Somehow, despite the fact that my ideas are rarely ever rational (for examples, see: “I should randomly move to England!” “Gatsby-themed party on Cinco de Mayo, y’all!” and “Michelle Trachtenberg and Amanda Bynes are really the same person!”), I convinced myself that one of them was genius.

Which one?

The one where my friends invite me to their mustache-themed party and instead of buying a stick-on ’stache, I decide to make my mustache out of real human hair. Specifically, out of hair that was, at the time, still attached to my head.

Yeah, basically, I gave myself bangs, saved the trimmings, put them on double-sided tape, then proceeded to stick this tape to my face.

Notice how my mustache DOES NOT LOOK FAKE? Yeah, that’s why.

See, the thing was, when the party ended, I peeled off my mustache, stuck it in my coat pocket, and got a cab home. And then I promptly forgot about it. Fast forward to this weekend.
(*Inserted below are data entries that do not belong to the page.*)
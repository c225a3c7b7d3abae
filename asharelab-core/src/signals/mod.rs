//! Signal rules — threshold and crossover classification over indicator
//! panels.
//!
//! Rules are stateless and evaluated independently per date with
//! deterministic tie-breaks. A rule must return `Neutral` whenever any
//! indicator it references is undefined at the evaluated position.

pub mod cross;
pub mod rules;

pub use cross::{cross_at, Cross};
pub use rules::{
    AdxTrendRule, BollingerRsiRule, KdjCrossRule, MaCrossRule, MacdRsiMaRule, MacdTrendRule,
    RsiMaRule,
};

use crate::domain::{PriceBar, Signal, SignalKind};
use crate::engine::{IndicatorError, IndicatorPanel};
use crate::indicators::Indicator;

/// A classification rule evaluated once per bar.
pub trait Rule: Send + Sync {
    /// Rule name, recorded as the rationale of every signal it emits.
    fn name(&self) -> &str;

    /// The indicator set this rule reads; the caller precomputes exactly
    /// these into the panel.
    fn indicators(&self) -> Vec<Box<dyn Indicator>>;

    /// Verdict for the bar at `index`.
    fn evaluate(&self, bars: &[PriceBar], index: usize, panel: &IndicatorPanel) -> SignalKind;
}

/// Run a rule across an entire series, one signal per bar.
pub fn classify(bars: &[PriceBar], panel: &IndicatorPanel, rule: &dyn Rule) -> Vec<Signal> {
    bars.iter()
        .enumerate()
        .map(|(index, bar)| Signal {
            date: bar.date,
            kind: rule.evaluate(bars, index, panel),
            rationale: rule.name().to_string(),
        })
        .collect()
}

/// Precompute the rule's own indicator set, then classify.
pub fn classify_series(bars: &[PriceBar], rule: &dyn Rule) -> Result<Vec<Signal>, IndicatorError> {
    let panel = IndicatorPanel::compute(bars, &rule.indicators())?;
    Ok(classify(bars, &panel, rule))
}
//! Discrete trade signals.

use chrono::NaiveDate;
use serde::{Deserialize, Serialize};

/// Direction of a classified signal.
#[derive(Debug, Clone, Copy, PartialEq, Eq, Serialize, Deserialize)]
#[serde(rename_all = "snake_case")]
pub enum SignalKind {
    Buy,
    Sell,
    Neutral,
}

/// One rule verdict for one trading day.
///
/// Derived, never persisted; recomputed on every run.
#[derive(Debug, Clone, PartialEq, Eq, Serialize, Deserialize)]
pub struct Signal {
    pub date: NaiveDate,
    pub kind: SignalKind,
    /// Name of the rule that produced this verdict.
    pub rationale: String,
}
//! Exponential Moving Average (EMA).
//!
//! Recursive: EMA[t] = alpha * x[t] + (1 - alpha) * EMA[t-1], with
//! alpha = 2 / (window + 1), seeded with the SMA of the first window values.
//! Lookback: window - 1.

use crate::domain::PriceBar;
use crate::indicators::Indicator;

#[derive(Debug, Clone)]
pub struct Ema {
    window: usize,
    name: String,
}

impl Ema {
    pub fn new(window: usize) -> Self {
        assert!(window >= 1, "EMA window must be >= 1");
        Self {
            window,
            name: format!("ema_{window}"),
        }
    }
}

impl Indicator for Ema {
    fn name(&self) -> &str {
        &self.name
    }

    fn lookback(&self) -> usize {
        self.window - 1
    }

    fn compute(&self, bars: &[PriceBar]) -> Vec<f64> {
        let closes: Vec<f64> = bars.iter().map(|b| b.close).collect();
        ema_of_series(&closes, self.window)
    }
}

/// EMA over a plain value slice.
///
/// Used by composed indicators (MACD signal line) that smooth a derived
/// series rather than raw closes. The input must be free of undefined
/// values; callers slice off any NaN prefix first.
pub fn ema_of_series(values: &[f64], window: usize) -> Vec<f64> {
    let n = values.len();
    let mut out = vec![f64::NAN; n];
    if window == 0 || n < window {
        return out;
    }

    let seed: f64 = values[..window].iter().sum::<f64>() / window as f64;
    out[window - 1] = seed;

    let alpha = 2.0 / (window as f64 + 1.0);
    let mut prev = seed;
    for i in window..n {
        prev = alpha * values[i] + (1.0 - alpha) * prev;
        out[i] = prev;
    }
    out
}

#[cfg(test)]
mod tests {
    use super::*;
    use crate::indicators::{assert_approx, make_bars, DEFAULT_EPSILON};

    #[test]
    fn ema_window_1_equals_close() {
        let bars = make_bars(&[100.0, 200.0, 300.0]);
        let result = Ema::new(1).compute(&bars);
        assert_approx(result[0], 100.0, DEFAULT_EPSILON);
        assert_approx(result[1], 200.0, DEFAULT_EPSILON);
        assert_approx(result[2], 300.0, DEFAULT_EPSILON);
    }

    #[test]
    fn ema_3_known_values() {
        // alpha = 2/(3+1) = 0.5
        // Seed at index 2: SMA(10,11,12) = 11.0
        // EMA[3] = 0.5*13 + 0.5*11.0 = 12.0
        // EMA[4] = 0.5*14 + 0.5*12.0 = 13.0
        let bars = make_bars(&[10.0, 11.0, 12.0, 13.0, 14.0]);
        let result = Ema::new(3).compute(&bars);

        assert!(result[0].is_nan());
        assert!(result[1].is_nan());
        assert_approx(result[2], 11.0, DEFAULT_EPSILON);
        assert_approx(result[3], 12.0, DEFAULT_EPSILON);
        assert_approx(result[4], 13.0, DEFAULT_EPSILON);
    }

    #[test]
    fn ema_series_shorter_than_window_all_undefined() {
        let bars = make_bars(&[10.0, 11.0]);
        let result = Ema::new(5).compute(&bars);
        assert!(result.iter().all(|v| v.is_nan()));
    }

    #[test]
    fn ema_of_series_matches_indicator() {
        let bars = make_bars(&[10.0, 11.0, 12.0, 13.0, 14.0, 15.0]);
        let closes: Vec<f64> = bars.iter().map(|b| b.close).collect();
        let from_bars = Ema::new(3).compute(&bars);
        let from_series = ema_of_series(&closes, 3);
        for i in 0..6 {
            if from_bars[i].is_nan() {
                assert!(from_series[i].is_nan());
            } else {
                assert_approx(from_bars[i], from_series[i], DEFAULT_EPSILON);
            }
        }
    }

    #[test]
    fn ema_lookback() {
        assert_eq!(Ema::new(26).lookback(), 25);
        assert_eq!(Ema::new(1).lookback(), 0);
    }
}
Due to a massive mouse issue in my flat, I’d decided to move. And so, after putting down a deposit on a new place, I was standing in the Chalk Farm tube station, wearing a nice, business casual outfit (which was meant to convey the impression that I would be a rational, capable flatmate who did not, for example, keep her body wash in the fridge or harbor ambitions to have loud sex in every room in the flat), when I reached into my pocket and wondered what the heck that could be.

And I pulled out a lump of what was, quite obviously, my own hair with a piece of tape stuck to it.

I quickly put it back into my coat pocket and tried to pretend that I was very interested in the map of the Northern Line, but this one girl was totally giving me the hairy (ha!) eyeball. She was clearly wondering why a woman in a pinstripe button down would take a wad of human hair out of her coat pocket on the train platform on a nice, sunny Saturday afternoon.

To this woman, I apologize. I did not mean to upset you with my mustache. These things just sort of happen. And I really, really hope that we are not going to be neighbors who wind up standing on this very platform every Saturday afternoon, purposefully at opposite ends.